Tuesday, June 22, 2010

Ideas Have Consequences

I've been reading this book by Richard Weaver. It's going to take a second and third reading to really begin to digest all the scariness he outlines. However, I couldn't help thinking about once in every three pages that Weaver was more than a little prescient. In fact, it felt like he had been reading our religious feminist friends about 30 years before they started publishing their assaults on orthodox Christianity.

When I asked a friend what the general assessment of the book was, he replied, "Briefly, conservatives like it and it makes liberals squirm." After having finished my first reading, I'd say that assessment is spot on. Long before Evangelicals started arguing about slippery slopes and fallacies, Weaver had this to say about the destructive forces present in our society (it applies equally well to the religious feminist who would discard orthodoxy for the sake of self determination):

For as the course goes on, the movement turns centrifugal; we rejoice in our abandon and are never so full of the sense of accomplishment as when we have struck some bulwark of our culture a deadly blow
.

From attributing fear to those who would oppose them to their denial of the fraternity that runs deeper than their precious "equality" to their similarity to the prisoners in Plato's cave who cannot perceive the truth to the bitterness that results from loss of piety to the brutality that refuses to recognize bedrock distinctions, Weaver has our religious feminist friends pinned to the wall with an accuracy that astounds. He does this because ideas have consequences and those ideas which spring from the same root will have the same consequences.

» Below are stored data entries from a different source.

use contracts::shared::metrics::{
    Indicator, MetricDefinition, ModifierValue, ResolvedMetricDefinition, ResolvedModifier,
    VariableMap, VariableValue,
};

use super::identity::compose_title;
use crate::shared::config::GenerationConfig;
use crate::shared::error::ConfigurationError;

pub const DEFAULT_MAX_VARIABLE_DEPTH: usize = 8;

/// Resolves variable references against one snapshot of the variable map.
///
/// A variable may itself be bound to another variable reference; chains are
/// followed up to `max_depth` hops and cycles are reported, never looped.
pub struct VariableResolver<'a> {
    variables: &'a VariableMap,
    max_depth: usize,
}

impl<'a> VariableResolver<'a> {
    pub fn new(variables: &'a VariableMap) -> Self {
        Self {
            variables,
            max_depth: DEFAULT_MAX_VARIABLE_DEPTH,
        }
    }

    /// Resolver honouring the configured `max_variable_depth`.
    pub fn from_limits(variables: &'a VariableMap, limits: &GenerationConfig) -> Self {
        Self::new(variables).with_max_depth(limits.max_variable_depth)
    }

    pub fn with_max_depth(mut self, max_depth: usize) -> Self {
        self.max_depth = max_depth;
        self
    }

    pub fn variables(&self) -> &'a VariableMap {
        self.variables
    }

    /// Follow `key` to its terminal value. `Ok(None)` when a key is unbound.
    pub fn lookup(&self, key: &str) -> Result<Option<&'a VariableValue>, ConfigurationError> {
        let mut chain = vec![key.to_string()];
        let mut current = key;

        loop {
            let Some(value) = self.variables.get(current) else {
                return Ok(None);
            };
            let VariableValue::Reference(next) = value else {
                return Ok(Some(value));
            };
            if chain.iter().any(|seen| seen == &next.key) {
                chain.push(next.key.clone());
                return Err(ConfigurationError::VariableCycle(chain));
            }
            if chain.len() > self.max_depth {
                return Err(ConfigurationError::ResolutionDepthExceeded {
                    key: key.to_string(),
                    max_depth: self.max_depth,
                });
            }
            chain.push(next.key.clone());
            current = &next.key;
        }
    }

    /// Lenient lookup: broken chains degrade to an unbound key.
    pub fn lookup_or_none(&self, key: &str) -> Option<&'a VariableValue> {
        match self.lookup(key) {
            Ok(value) => value,
            Err(e) => {
                tracing::warn!("variable '{}' left unresolved: {}", key, e);
                None
            }
        }
    }

    pub fn try_resolve_indicator(
        &self,
        indicator: &Indicator,
    ) -> Result<Option<String>, ConfigurationError> {
        match indicator {
            Indicator::Literal(key) => Ok(Some(key.clone())),
            Indicator::Variable(var) => Ok(self.lookup(&var.key)?.and_then(indicator_from_value)),
        }
    }

    pub fn resolve_indicator(&self, indicator: &Indicator) -> Option<String> {
        match indicator {
            Indicator::Literal(key) => Some(key.clone()),
            Indicator::Variable(var) => self.lookup_or_none(&var.key).and_then(indicator_from_value),
        }
    }

    pub fn try_resolve_modifier(
        &self,
        value: &ModifierValue,
    ) -> Result<Option<ResolvedModifier>, ConfigurationError> {
        match value {
            ModifierValue::Variable(var) => {
                Ok(self.lookup(&var.key)?.and_then(modifier_from_value))
            }
            other => Ok(literal_modifier(other)),
        }
    }

    pub fn resolve_modifier(&self, value: &ModifierValue) -> Option<ResolvedModifier> {
        match value {
            ModifierValue::Variable(var) => {
                self.lookup_or_none(&var.key).and_then(modifier_from_value)
            }
            other => literal_modifier(other),
        }
    }

    /// Strict resolution: cycles and over-deep chains are errors.
    pub fn try_resolve_definition(
        &self,
        definition: &MetricDefinition,
    ) -> Result<ResolvedMetricDefinition, ConfigurationError> {
        let indicator = self.try_resolve_indicator(&definition.indicator)?;
        let modifiers = definition
            .modifiers
            .iter()
            .map(|(kind, value)| Ok((*kind, self.try_resolve_modifier(value)?)))
            .collect::<Result<_, ConfigurationError>>()?;

        Ok(ResolvedMetricDefinition {
            id: definition.id.clone(),
            indicator,
            modifiers,
            title: self.title_of(definition),
        })
    }

    pub fn resolve_definition(&self, definition: &MetricDefinition) -> ResolvedMetricDefinition {
        ResolvedMetricDefinition {
            id: definition.id.clone(),
            indicator: self.resolve_indicator(&definition.indicator),
            modifiers: definition
                .modifiers
                .iter()
                .map(|(kind, value)| (*kind, self.resolve_modifier(value)))
                .collect(),
            title: self.title_of(definition),
        }
    }

    fn title_of(&self, definition: &MetricDefinition) -> String {
        match &definition.display_name {
            Some(name) if !name.trim().is_empty() => name.clone(),
            _ => compose_title(&definition.indicator, &definition.modifiers, self),
        }
    }
}

fn literal_modifier(value: &ModifierValue) -> Option<ResolvedModifier> {
    match value {
        ModifierValue::Literal(s) => Some(ResolvedModifier::Literal(s.clone())),
        ModifierValue::YearsAgo(years) => Some(ResolvedModifier::YearsAgo(*years)),
        ModifierValue::Variable(_) => None,
    }
}

fn indicator_from_value(value: &VariableValue) -> Option<String> {
    match value {
        VariableValue::Text(s) if !s.trim().is_empty() => Some(s.clone()),
        _ => None,
    }
}

fn modifier_from_value(value: &VariableValue) -> Option<ResolvedModifier> {
    match value {
        VariableValue::Text(s) if !s.trim().is_empty() => Some(ResolvedModifier::Literal(s.clone())),
        VariableValue::Text(_) => None,
        VariableValue::YearsAgo(years) => Some(ResolvedModifier::YearsAgo(*years)),
        VariableValue::Number(n) if n.is_finite() => Some(ResolvedModifier::Literal(n.to_string())),
        VariableValue::Number(_) => None,
        VariableValue::Reference(_) => None,
    }
}

/// Substitute every variable reference in `definition`; unbound keys become `None`.
///
/// Follows at most [`DEFAULT_MAX_VARIABLE_DEPTH`] hops; use
/// [`VariableResolver::from_limits`] to apply a configured limit.
pub fn resolve_metric_definition(
    definition: &MetricDefinition,
    variables: &VariableMap,
) -> ResolvedMetricDefinition {
    VariableResolver::new(variables).resolve_definition(definition)
}

pub fn try_resolve_metric_definition(
    definition: &MetricDefinition,
    variables: &VariableMap,
    max_depth: usize,
) -> Result<ResolvedMetricDefinition, ConfigurationError> {
    VariableResolver::new(variables)
        .with_max_depth(max_depth)
        .try_resolve_definition(definition)
}

#[cfg(test)]
mod tests {
    use super::*;
    use contracts::shared::metrics::{ModifierKind, Modifiers, VariableRef, YearsAgo};

    fn definition(indicator: Indicator, modifiers: Modifiers) -> MetricDefinition {
        MetricDefinition {
            id: "test".into(),
            indicator,
            modifiers,
            title: String::new(),
            display_name: None,
        }
    }

    #[test]
    fn test_resolves_variables_and_keeps_literals() {
        let mut modifiers = Modifiers::new();
        modifiers.insert(ModifierKind::SaleType, ModifierValue::variable("tipo"));
        modifiers.insert(ModifierKind::Calculation, ModifierValue::literal("valor"));
        modifiers.insert(ModifierKind::Comparison, ModifierValue::variable("base"));
        let def = definition(Indicator::variable("kpi"), modifiers);

        let variables = VariableMap::from([
            ("kpi".to_string(), VariableValue::Text("importe".into())),
            ("tipo".to_string(), VariableValue::Text("bruto".into())),
            ("base".to_string(), VariableValue::YearsAgo(YearsAgo::new(2))),
        ]);

        let resolved = resolve_metric_definition(&def, &variables);
        assert_eq!(resolved.indicator.as_deref(), Some("importe"));
        assert_eq!(resolved.modifier_literal(ModifierKind::SaleType), Some("bruto"));
        assert_eq!(resolved.modifier_literal(ModifierKind::Calculation), Some("valor"));
        assert_eq!(
            resolved.modifiers.get(&ModifierKind::Comparison),
            Some(&Some(ResolvedModifier::YearsAgo(YearsAgo::new(2))))
        );
        // input untouched
        assert_eq!(def.indicator, Indicator::variable("kpi"));
    }

    #[test]
    fn test_missing_binding_resolves_to_none() {
        let def = definition(Indicator::variable("x"), Modifiers::new());
        let resolved = resolve_metric_definition(&def, &VariableMap::new());
        assert_eq!(resolved.indicator, None);
        assert!(resolved.title.contains("Dinámico"));
    }

    #[test]
    fn test_follows_reference_chain() {
        let variables = VariableMap::from([
            ("a".to_string(), VariableValue::Reference(VariableRef::new("b"))),
            ("b".to_string(), VariableValue::Text("unidades".into())),
        ]);
        let resolver = VariableResolver::new(&variables);
        assert_eq!(
            resolver.resolve_indicator(&Indicator::variable("a")).as_deref(),
            Some("unidades")
        );
    }

    #[test]
    fn test_cycle_is_reported_and_degrades() {
        let variables = VariableMap::from([
            ("a".to_string(), VariableValue::Reference(VariableRef::new("b"))),
            ("b".to_string(), VariableValue::Reference(VariableRef::new("a"))),
        ]);
        let def = definition(Indicator::variable("a"), Modifiers::new());

        let err = try_resolve_metric_definition(&def, &variables, 8).unwrap_err();
        assert_eq!(
            err,
            ConfigurationError::VariableCycle(vec!["a".into(), "b".into(), "a".into()])
        );

        let resolved = resolve_metric_definition(&def, &variables);
        assert_eq!(resolved.indicator, None);
    }

    #[test]
    fn test_depth_limit() {
        let variables = VariableMap::from([
            ("v0".to_string(), VariableValue::Reference(VariableRef::new("v1"))),
            ("v1".to_string(), VariableValue::Reference(VariableRef::new("v2"))),
            ("v2".to_string(), VariableValue::Reference(VariableRef::new("v3"))),
            ("v3".to_string(), VariableValue::Text("tickets".into())),
        ]);
        let resolver = VariableResolver::new(&variables).with_max_depth(2);
        assert!(matches!(
            resolver.lookup("v0"),
            Err(ConfigurationError::ResolutionDepthExceeded { max_depth: 2, .. })
        ));

        let resolver = VariableResolver::new(&variables).with_max_depth(3);
        assert_eq!(
            resolver.lookup("v0").unwrap(),
            Some(&VariableValue::Text("tickets".into()))
        );
    }

    #[test]
    fn test_configured_depth_applies() {
        let variables = VariableMap::from([
            ("kpi".to_string(), VariableValue::Reference(VariableRef::new("actual"))),
            ("actual".to_string(), VariableValue::Reference(VariableRef::new("base"))),
            ("base".to_string(), VariableValue::Text("margen".into())),
        ]);
        let def = definition(Indicator::variable("kpi"), Modifiers::new());

        let shallow = GenerationConfig {
            max_variable_depth: 1,
            ..GenerationConfig::default()
        };
        let resolved = VariableResolver::from_limits(&variables, &shallow).resolve_definition(&def);
        assert_eq!(resolved.indicator, None);
        assert_eq!(resolved.title, "Dinámico");

        let resolved = VariableResolver::from_limits(&variables, &GenerationConfig::default())
            .resolve_definition(&def);
        assert_eq!(resolved.indicator.as_deref(), Some("margen"));
        assert_eq!(resolved.title, "Margen");
    }

    #[test]
    fn test_display_name_wins_in_resolved_title() {
        let mut def = definition(Indicator::literal("importe"), Modifiers::new());
        def.display_name = Some("Ventas netas".into());
        let resolved = resolve_metric_definition(&def, &VariableMap::new());
        assert_eq!(resolved.title, "Ventas netas");
    }
}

Here is an extended quote from the last chapter, Piety and Justice:

I put forward here an instance which not only is typical of contempt for natural order but which also is of transcendent importance. This is the foolish and destructive notion of "equality" of the sexes. What but a profound blacking-out of our conception of nature and purpose could have borne this fantasy? Here is a distinction of so basic a character that one might suppose the most frenetic modern would regard it as part of the donne to be respected. What God hath made distinct, let not man confuse! But no, profound differences of this kind seem only a challenge to the busy renovators of nature. The rage for equality has so blinded the last hundred years that every effort has been made to obliterate the divergence in role, in conduct, and in dress. It has been assumed, clearly out of this same impiety, that because the mission of woman is biological in a broader way, it is to be less admired. Therefore the attempt have been to masculinize women. . . A social subversion of the most spectacular kind has resulted. Today, in addition to lost generations, we have a self-pitying, lost sex.

There is a social history to this. At the source of the disorder there lies, I must repeat, an impiety toward nature . . .Woman has increasingly gone into the world as an economic "equal"and therefore competitor of man (once again equality destroys fraternity) . . . The ultimate reason lies in the world picture, for once woman has been degraded in that picture -- and putting her on a level with the males is more truly a degradation than an elevation -- she is more at the mercy of economic circumstances. . . And, in fact, they are not treated as equals; they have been made the victims of a transparent deception. Taken from a natural sphere in which they are superior, they are set to wandering between two worlds. Women can neither have the prestige of the former nor, for the fact of stubborn nature, find a real standing in the latter.


Weaver goes on to wonder that women have not themselves worked to rectify this mistake. Perhaps Weaver is right -- that the decay of piety which swept aside chivalry has proven too much for women. "After the gentleman went, the lady had to go too."

Women of the world's ancien regime were practitioners of Realpolitik in this respect: they knew where the power lies. . . They knew it lies in loyalty to what they are and not in imitativeness, exhibitionism, and cheap bids for attention. Well was it said that he who leaves his proper sphere shows that he is ignorant both of that which he quits and that which he enters. Women have been misled by the philosophy of activism into forgetting that for them, as custodians of values, it is better to "be" than to "do".

Long-haired men and short-haired women, indeed.

1 comment:

T Boots said...

Hi Kamilla:

Great post, very interesting and right on to my male ears. That women have given up their "power" in the home to be degraded as to be like men now can not have either. Very insightful.

Thanks for the great thoughts, you are a blessing.